As some of you may have noticed, I occasionally like to write small programs to compute odd little mathematical curiousities. Something I hadn’t done in a long while was to use the Sieve of Eratosthenes to compute a bunch of prime numbers. I suspect that I wrote such a program very early in my exploration of computers, maybe thirty years ago. The basic algorithm is pretty straightforward, but takes O(N) space to find the primes less than N. It’s not hard to reduce the storage to N bits, and with a trivial bit of work you can reduce it to N/2 bits, and with a little more, you can reduce it to 4/15 N bits. That was fun to work out.
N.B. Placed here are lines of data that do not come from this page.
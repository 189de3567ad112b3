//! fix command - canonicalize remote urls

use std::path::Path;

use crate::env::{requirements, EnvRequirement, Ggman};
use crate::git::Git;
use crate::program::{Command, Context, Description, Flag, FlagValues, ProgramError};

use super::{parse_url, Tally};

/// `ggman fix [--simulate]`
#[derive(Debug, Default)]
pub struct FixCommand {
    simulate: bool,
}

impl FixCommand {
    fn fix(&self, ctx: &mut Context<'_, Ggman>, repo: &Path) -> Result<(), ProgramError> {
        let git = Git::open_exact(repo)?;
        for remote in git.remotes()? {
            let Some(url) = git.remote_url(&remote)? else {
                continue;
            };
            let canonical = ctx.runtime.canonical(&parse_url(&url)?);
            if canonical == url {
                continue;
            }

            let verb = if self.simulate { "Would update" } else { "Updating" };
            ctx.println(format!(
                "{}: {} {}: {} -> {}",
                repo.display(),
                verb,
                remote,
                url,
                canonical
            ))?;
            if !self.simulate {
                git.set_remote_url(&remote, &canonical)?;
            }
        }
        Ok(())
    }
}

impl Command<Ggman> for FixCommand {
    fn description(&self) -> Description<EnvRequirement> {
        Description::new(
            "fix",
            "Update all remotes of locally cloned repositories to their canonical urls",
            requirements::FILTERED_CANFILE,
        )
    }

    fn flags(&self) -> Vec<Flag> {
        vec![Flag::switch("simulate")
            .short('s')
            .long("simulate")
            .usage("Print what would be changed without changing anything")]
    }

    fn apply_flags(&mut self, values: &FlagValues) -> Result<(), ProgramError> {
        self.simulate = values.switch("simulate");
        Ok(())
    }

    fn run(&mut self, ctx: &mut Context<'_, Ggman>) -> Result<(), ProgramError> {
        let mut tally = Tally::default();
        for repo in ctx.runtime.repos() {
            let result = self.fix(ctx, &repo);
            tally.record(ctx, &repo, result)?;
        }
        tally.finish("fix")
    }
}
But last night I did something a bit different: I implemented a simple “segmented sieve”. Basically, the idea is that to generate all the primes up to N, you find all the primes up to sqrt(N), and save those. Then, you process the rest of the numbers in buffers of sqrt(N) at a time, by sieving each buffer with your saved primes. It’s a really simple idea, but makes sieving larger numbers more practical. I implemented the simplest possible version of this last night, and set it going to compute all the prime numbers up to 1E12. Here’s the log from the run:
[chessboard] % time ./bigsieve 1000000000000 > output 20580.222u 18.741s 5:43:39.10 99.9% 0+0k 0+0io 0pf+0w
And here’s the output file:
78498 primes less than 1000000 148933 primes less than 2000000 216816 primes less than 3000000 283146 primes less than 4000000 348513 primes less than 5000000 412849 primes less than 6000000 476648 primes less than 7000000 539777 primes less than 8000000 602489 primes less than 9000000 664579 primes less than 10000000 ...999989 lines deleted... 37607912018 primes less than 1000000000000
The program doesn’t include any of the basic optimizations, I suspect it woudn’t be difficult to make this thing a factor of 2-4 faster without adding a ton of code. I’ll probably see if I can do that over the next few days. It’s a useless but fun project.